EXERCISE REQUIREMENTS.
Look below for the line containing "pub enum OutputFormat"; from there, print each line exactly up to and including the line containing "type Err = String;", and stop.

Stored items from a collection

□ □ □ □ □ □ □

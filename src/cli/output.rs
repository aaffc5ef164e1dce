//! CLI Output Formatting.
//!
//! Text rendering of ledger results with `console` styling, or JSON.

use console::{style, StyledObject};
use indicatif::{ProgressBar, ProgressStyle};
use serde::Serialize;

use crate::core::position::Position;
use crate::liquidation::engine::LiquidationEvent;
use crate::liquidation::redistribution::EntireDebtAndCollateral;
use crate::liquidation::stability_pool::{DepositorGains, DepositorPayout, PoolStats, PoolTransition};
use crate::storage::state::LedgerMeta;

// ═══════════════════════════════════════════════════════════════════════════════
// OUTPUT FORMAT
// ═══════════════════════════════════════════════════════════════════════════════

/// Output format options
#[derive(Debug, Clone, Copy, PartialEq, Eq, Default)]
pub enum OutputFormat {
    /// Human-readable text
    #[default]
    Text,
    /// JSON format
    Json,
    /// Pretty JSON format
    JsonPretty,
}

impl OutputFormat {
    /// Whether output is machine-readable
    pub fn is_json(&self) -> bool {
        matches!(self, OutputFormat::Json | OutputFormat::JsonPretty)
    }
}

impl std::str::FromStr for OutputFormat {
    type Err = String;

    fn from_str(s: &str) -> Result<Self, Self::Err> {
        match s.to_lowercase().as_str() {
            "text" | "txt" => Ok(OutputFormat::Text),
            "json" => Ok(OutputFormat::Json),
            "json-pretty" | "jsonpretty" => Ok(OutputFormat::JsonPretty),
            _ => Err(format!("Unknown format: {}", s)),
        }
    }
}

// ═══════════════════════════════════════════════════════════════════════════════
// OUTPUT FORMATTER
// ═══════════════════════════════════════════════════════════════════════════════

/// Output formatter for CLI
#[derive(Debug, Clone)]
pub struct OutputFormatter {
    /// Output format
    format: OutputFormat,
    /// Color enabled
    color: bool,
}

impl Default for OutputFormatter {
    fn default() -> Self {
        Self::new(OutputFormat::Text)
    }
}

impl OutputFormatter {
    /// Create new formatter
    pub fn new(format: OutputFormat) -> Self {
        Self {
            format,
            color: true,
        }
    }

    /// Disable color
    pub fn without_color(mut self) -> Self {
        self.color = false;
        self
    }

    /// Get format
    pub fn format(&self) -> OutputFormat {
        self.format
    }

    /// Print success message
    pub fn success(&self, message: &str) {
        self.status("success", "✓", message, |s| s.green());
    }

    /// Print error message
    pub fn error(&self, message: &str) {
        if self.format.is_json() {
            self.print_json(&serde_json::json!({ "status": "error", "message": message }));
        } else {
            eprintln!("{} {}", self.paint("✗", |s| s.red()), message);
        }
    }

    /// Print warning message
    pub fn warning(&self, message: &str) {
        self.status("warning", "⚠", message, |s| s.yellow());
    }

    /// Print data as JSON, or as indented key/value text
    pub fn data<T: Serialize>(&self, data: &T) {
        if self.format.is_json() {
            self.print_json(data);
        } else if let Ok(json) = serde_json::to_value(data) {
            for line in self.text_lines(&json, 0) {
                println!("{}", line);
            }
        }
    }

    /// Print a titled block of pre-rendered lines, or the data as JSON
    pub fn report<T: Serialize>(&self, title: &str, lines: &[String], data: &T) {
        if self.format.is_json() {
            self.print_json(data);
            return;
        }
        println!();
        println!("{}", self.paint(title, |s| s.bold().underlined()));
        for line in lines {
            println!("  {}", line);
        }
    }

    /// Render a settled depositor operation
    pub fn payout_lines(&self, payout: &DepositorPayout) -> Vec<String> {
        vec![
            self.field("Deposit before", payout.compounded_before.to_string(), |s| s.dim()),
            self.field("Deposit now", payout.new_deposit.to_string(), |s| s.green()),
            self.field("Withdrawn", payout.withdrawn.to_string(), |s| s.cyan()),
            self.field("Collateral paid", payout.collateral_gain.to_string(), |s| s.yellow()),
            self.field("Reward paid", payout.reward_gain.to_string(), |s| s.magenta()),
        ]
    }

    /// Render what a deposit is worth right now
    pub fn gains_lines(&self, gains: &DepositorGains) -> Vec<String> {
        vec![
            self.field("Compounded", gains.compounded.to_string(), |s| s.green()),
            self.field("Collateral gain", gains.collateral_gain.to_string(), |s| s.yellow()),
            self.field("Reward gain", gains.reward_gain.to_string(), |s| s.magenta()),
        ]
    }

    /// Render a position with its pending rewards folded in
    pub fn position_lines(
        &self,
        position: &Position,
        entire: &EntireDebtAndCollateral,
        ratio: Option<u64>,
    ) -> Vec<String> {
        let status = format!("{:?}", position.status);
        let mut lines = vec![
            self.field("ID", position.id.to_hex(), |s| s),
            self.field("Owner", position.owner.to_hex(), |s| s.dim()),
            self.field("Status", status, |s| s.bold()),
            self.field("Collateral", entire.collateral.to_string(), |s| s.yellow()),
            self.field("Debt", entire.debt.to_string(), |s| s.green()),
            self.field("Stake", position.stake.to_string(), |s| s.dim()),
        ];
        if !entire.pending.is_zero() {
            lines.push(self.field(
                "Pending",
                format!("{} / {}", entire.pending.collateral, entire.pending.debt),
                |s| s.dim(),
            ));
        }
        if let Some(ratio) = ratio {
            lines.push(self.field("Ratio", format!("{}%", ratio), |s| s.cyan()));
        }
        lines
    }

    /// Render pool statistics
    pub fn pool_lines(&self, stats: &PoolStats) -> Vec<String> {
        vec![
            self.field("Total deposits", stats.total_deposits.to_string(), |s| s.green()),
            self.field("Collateral held", stats.collateral_balance.to_string(), |s| s.yellow()),
            self.field("Reward held", stats.reward_balance.to_string(), |s| s.magenta()),
            self.field("Depositors", stats.depositor_count.to_string(), |s| s),
            self.field("Offsets", stats.total_liquidations.to_string(), |s| s),
            self.field("Debt absorbed", stats.total_debt_absorbed.to_string(), |s| s.dim()),
            self.field("P", stats.p.to_string(), |s| s.cyan()),
            self.field(
                "Epoch / scale",
                format!("{} / {}", stats.current_epoch, stats.current_scale),
                |s| s.cyan(),
            ),
        ]
    }

    /// Render one liquidation
    pub fn liquidation_lines(&self, event: &LiquidationEvent) -> Vec<String> {
        let mut lines = vec![
            self.field("Position", event.position_id.to_hex(), |s| s),
            self.field("Ratio", format!("{}%", event.ratio_at_liquidation), |s| s.red()),
            self.field(
                "Offset",
                format!("{} for {}", event.debt_offset, event.collateral_to_pool),
                |s| s.green(),
            ),
        ];
        if !event.fully_offset() {
            lines.push(self.field(
                "Redistributed",
                format!("{} with {}", event.debt_redistributed, event.collateral_redistributed),
                |s| s.yellow(),
            ));
        }
        match event.pool_transition {
            PoolTransition::Unchanged => {}
            PoolTransition::EpochAdvanced(epoch) => {
                lines.push(self.field("Pool", format!("emptied, epoch {}", epoch), |s| s.red()))
            }
            PoolTransition::ScaleAdvanced(scale) => {
                lines.push(self.field("Pool", format!("scale {}", scale), |s| s.cyan()))
            }
        }
        lines
    }

    /// Render persisted ledger metadata
    pub fn meta_lines(&self, meta: &LedgerMeta) -> Vec<String> {
        let price = meta.price.map_or_else(|| "unset".to_string(), |p| p.to_string());
        vec![
            self.field("Block", meta.block_height.to_string(), |s| s),
            self.field("Price", price, |s| s.cyan()),
            self.field("Pool hash", meta.pool_hash.to_hex(), |s| s.dim()),
            self.field("Ledger hash", meta.ledger_hash.to_hex(), |s| s.dim()),
            self.field("Events", meta.events_recorded.to_string(), |s| s),
        ]
    }

    fn status(
        &self,
        kind: &str,
        mark: &str,
        message: &str,
        paint: impl FnOnce(StyledObject<String>) -> StyledObject<String>,
    ) {
        if self.format.is_json() {
            self.print_json(&serde_json::json!({ "status": kind, "message": message }));
        } else {
            println!("{} {}", self.paint(mark, paint), message);
        }
    }

    fn field(
        &self,
        label: &str,
        value: String,
        paint: impl FnOnce(StyledObject<String>) -> StyledObject<String>,
    ) -> String {
        format!("{:<16} {}", format!("{}:", label), self.paint(&value, paint))
    }

    fn paint(
        &self,
        text: &str,
        paint: impl FnOnce(StyledObject<String>) -> StyledObject<String>,
    ) -> String {
        paint(style(text.to_string()))
            .force_styling(self.color)
            .to_string()
    }

    fn print_json<T: Serialize>(&self, data: &T) {
        let output = if matches!(self.format, OutputFormat::JsonPretty) {
            serde_json::to_string_pretty(data)
        } else {
            serde_json::to_string(data)
        };

        if let Ok(json) = output {
            println!("{}", json);
        }
    }

    fn text_lines(&self, json: &serde_json::Value, indent: usize) -> Vec<String> {
        let prefix = "  ".repeat(indent);
        let mut lines = Vec::new();

        match json {
            serde_json::Value::Object(map) => {
                for (key, value) in map {
                    let key = self.paint(key, |s| s.bold());
                    match value {
                        serde_json::Value::Object(_) | serde_json::Value::Array(_) => {
                            lines.push(format!("{}{}:", prefix, key));
                            lines.extend(self.text_lines(value, indent + 1));
                        }
                        _ => lines.push(format!("{}{}: {}", prefix, key, format_value(value))),
                    }
                }
            }
            serde_json::Value::Array(arr) => {
                for (i, item) in arr.iter().enumerate() {
                    lines.push(format!("{}[{}]:", prefix, i));
                    lines.extend(self.text_lines(item, indent + 1));
                }
            }
            _ => lines.push(format!("{}{}", prefix, format_value(json))),
        }

        lines
    }
}

/// Format a JSON value for text output
fn format_value(value: &serde_json::Value) -> String {
    match value {
        serde_json::Value::Null => "null".into(),
        serde_json::Value::Bool(b) => b.to_string(),
        serde_json::Value::Number(n) => n.to_string(),
        serde_json::Value::String(s) => s.clone(),
        _ => value.to_string(),
    }
}

// ═══════════════════════════════════════════════════════════════════════════════
// PROGRESS
// ═══════════════════════════════════════════════════════════════════════════════

/// Spinner for a single slow step
pub fn create_spinner(message: &str) -> ProgressBar {
    let spinner = ProgressBar::new_spinner();
    let spinner_style = ProgressStyle::default_spinner()
        .tick_chars("⠋⠙⠹⠸⠼⠴⠦⠧⠇⠏")
        .template("{spinner:.cyan} {msg}")
        .unwrap_or_else(|_| ProgressStyle::default_spinner());
    spinner.set_style(spinner_style);
    spinner.set_message(message.to_string());
    spinner.enable_steady_tick(std::time::Duration::from_millis(100));
    spinner
}

/// Progress bar over a known number of steps
pub fn create_progress_bar(len: u64, message: &str) -> ProgressBar {
    let bar = ProgressBar::new(len);
    let bar_style = ProgressStyle::default_bar()
        .template("{msg} [{bar:30.cyan/blue}] {pos}/{len}")
        .unwrap_or_else(|_| ProgressStyle::default_bar())
        .progress_chars("█░ ");
    bar.set_style(bar_style);
    bar.set_message(message.to_string());
    bar
}

// ═══════════════════════════════════════════════════════════════════════════════
// TESTS
// ═══════════════════════════════════════════════════════════════════════════════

□ □ □ □ □ □ □

EXERCISE SOLUTION.
pub enum OutputFormat {
    /// Human-readable text
    #[default]
    Text,
    /// JSON format
    Json,
    /// Pretty JSON format
    JsonPretty,
}

impl OutputFormat {
    /// Whether output is machine-readable
    pub fn is_json(&self) -> bool {
        matches!(self, OutputFormat::Json | OutputFormat::JsonPretty)
    }
}

impl std::str::FromStr for OutputFormat {
    type Err = String;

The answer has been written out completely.